One year ago, a gunman opened fire at Marjory Stoneman Douglas High School in Parkland, Fla., killing 17 students and staff members and injuring 17 others. Sadly, a year has come and gone, and I fear that as the headlines faded, so has our resolve as community members to confront the national epidemic of gun violence as the public health threat it is.
As a pediatrician who works in an emergency department, I am reminded daily of how firearm violence impacts my patients and our communities. The presence of gun violence in many of the hospitals where I and my fellow physicians work is as ingrained as the scrubs we wear and the stretchers that wheel into our emergency departments every day. My colleagues and I could share numerous stories of caring for the victims of gun violence. Unfortunately, the families in our communities could tell even more. These are not abstract victims in a news headline. They are real people who represent a public health epidemic we must do more to prevent.

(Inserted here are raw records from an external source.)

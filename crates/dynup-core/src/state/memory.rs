// # Memory State Store
//
// In-memory implementation of StateStore.
//
// ## Purpose
//
// A state store that doesn't persist across restarts. Useful for
// testing, one-shot runs, or containers where the extra reconciliation
// pass after a restart is acceptable.
//
// ## Crash Behavior
//
// - All state is lost on restart/crash
// - The first cycle afterwards sees the sentinel state and reconciles

use async_trait::async_trait;
use std::sync::Arc;
use tokio::sync::RwLock;

use crate::Error;
use crate::traits::state_store::{CachedState, StateStore};

/// In-memory state store implementation
///
/// Holds the [`CachedState`] behind a RwLock. Provides no persistence
/// across restarts.
///
/// # Example
///
/// ```rust,no_run
/// use dynup_core::state::MemoryStateStore;
/// use dynup_core::traits::state_store::StateStore;
///
/// #[tokio::main]
/// async fn main() -> Result<(), Box<dyn std::error::Error>> {
///     let store = MemoryStateStore::new();
///
///     let mut state = store.load().await?;
///     state.set("203.0.113.7".parse()?);
///     store.save(&state).await?;
///
///     Ok(())
/// }
/// ```
#[derive(Debug, Clone)]
pub struct MemoryStateStore {
    inner: Arc<RwLock<CachedState>>,
}

impl MemoryStateStore {
    /// Create a memory state store holding the sentinel state
    pub fn new() -> Self {
        Self {
            inner: Arc::new(RwLock::new(CachedState::default())),
        }
    }

    /// Create a memory state store seeded with the given state
    pub fn with_state(state: CachedState) -> Self {
        Self {
            inner: Arc::new(RwLock::new(state)),
        }
    }
}

impl Default for MemoryStateStore {
    fn default() -> Self {
        Self::new()
    }
}

#[async_trait]
impl StateStore for MemoryStateStore {
    async fn load(&self) -> Result<CachedState, Error> {
        Ok(*self.inner.read().await)
    }

    async fn save(&self, state: &CachedState) -> Result<(), Error> {
        *self.inner.write().await = *state;
        Ok(())
    }
}
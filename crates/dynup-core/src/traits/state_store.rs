// # State Store Trait
//
// Defines the interface for persisting the previous cycle's addresses.
//
// ## Purpose
//
// The cached state lets the engine skip provider traffic entirely when
// nothing changed: a cycle whose resolved addresses equal the cached
// ones issues zero API calls. It also survives restarts, so a restart
// with unchanged addresses stays quiet.
//
// ## Implementations
//
// - File-based: two-line text file (see `state::FileStateStore`)
// - In-memory: ephemeral runs and tests (see `state::MemoryStateStore`)
//
// ## Usage
//
// ```rust
// use dynup_core::StateStore;
//
// #[tokio::main]
// async fn main() -> anyhow::Result<()> {
//     let store = /* StateStore implementation */;
//
//     let previous = store.load().await?;
//     println!("last known IPv4: {}", previous.v4);
//
//     Ok(())
// }
// ```

use async_trait::async_trait;
use std::net::{IpAddr, Ipv4Addr, Ipv6Addr};

use crate::traits::address_source::IpVersion;

/// The previous cycle's addresses, one slot per IP version.
///
/// Before the first successful resolution both slots hold the loopback
/// sentinels. Loopback is never a publishable address, so the first real
/// resolution always compares as changed and triggers the initial
/// reconciliation.
#[derive(Debug, Clone, Copy, PartialEq, Eq)]
pub struct CachedState {
    /// Last known IPv4 address
    pub v4: Ipv4Addr,
    /// Last known IPv6 address
    pub v6: Ipv6Addr,
}

impl Default for CachedState {
    fn default() -> Self {
        Self {
            v4: Ipv4Addr::LOCALHOST,
            v6: Ipv6Addr::LOCALHOST,
        }
    }
}

impl CachedState {
    /// The slot for the given version
    pub fn get(&self, version: IpVersion) -> IpAddr {
        match version {
            IpVersion::V4 => IpAddr::V4(self.v4),
            IpVersion::V6 => IpAddr::V6(self.v6),
        }
    }

    /// Overwrite the slot matching the address's version
    pub fn set(&mut self, addr: IpAddr) {
        match addr {
            IpAddr::V4(v4) => self.v4 = v4,
            IpAddr::V6(v6) => self.v6 = v6,
        }
    }
}

/// Trait for state store implementations
///
/// One durable value: the [`CachedState`]. Implementations must be
/// thread-safe and usable across async tasks.
///
/// # Load semantics
///
/// `load` never invents data: a store with nothing persisted yet returns
/// the sentinel state rather than an error, so callers need no
/// first-run special case.
#[async_trait]
pub trait StateStore: Send + Sync {
    /// Load the persisted state, or the sentinel state if none exists
    ///
    /// # Returns
    ///
    /// - `Ok(CachedState)`: the persisted (or sentinel) state
    /// - `Err(Error)`: storage error
    async fn load(&self) -> Result<CachedState, crate::Error>;

    /// Persist the given state
    ///
    /// # Returns
    ///
    /// - `Ok(())`: durably written
    /// - `Err(Error)`: storage error
    async fn save(&self, state: &CachedState) -> Result<(), crate::Error>;
}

Stories are powerful, but we need data to take a public health approach to this epidemic. For too long, federal policy has prevented the funding of research by the U.S. Centers for Disease Control and Prevention on how to prevent firearm injuries and fatalities.
With congressional action, that could soon change.
More than 80 national medical, public health, and research organizations recently urged the House of Representatives to provide $50 million in funding to the CDC to conduct public health research into gun-violence prevention. Among these groups are the American Academy of Pediatrics, American College of Physicians, and our own Children’s Hospital of Philadelphia.
When it comes to numbers, here’s some of what we do know: In 2016, there were more than 38,000 firearm-related fatalities in the United States. In 2016, an average of 13 young people (ages 10 to 24) died every day from firearm homicide. Here in Pennsylvania, the firearm mortality rate is 12 per 100,000 people -- slightly higher than the national average and higher than any of our neighboring states. What’s more, almost half (532) of all firearm-related injuries in Pennsylvania that year occurred in Philadelphia County.
Whichever story or statistic speaks to you, it is clear we need to know more about this issue. The foundation of a public health approach is rigorous research that can accurately quantify and describe the facets of an issue, thereby identifying opportunities for saving lives and preventing injuries. Federally funded public health research has a proven track record of success, such as reducing deaths caused by motor-vehicle crashes, smoking, or sudden infant death syndrome. We need to apply this same approach to improving gun safety and reducing firearm-related injuries and deaths.
Despite repeated assurances from federal officials that nothing in federal law precludes CDC support of this public health research, without dedicated funding, this critical research simply will not happen. As a community, we need to rise to the occasion and ask our representatives and senators to support $50 million in funding for gun-violence prevention research. We must renew the sense of urgency we had a year ago. Too many lives have been taken by gun violence even since then, and it should not take another tragedy to act.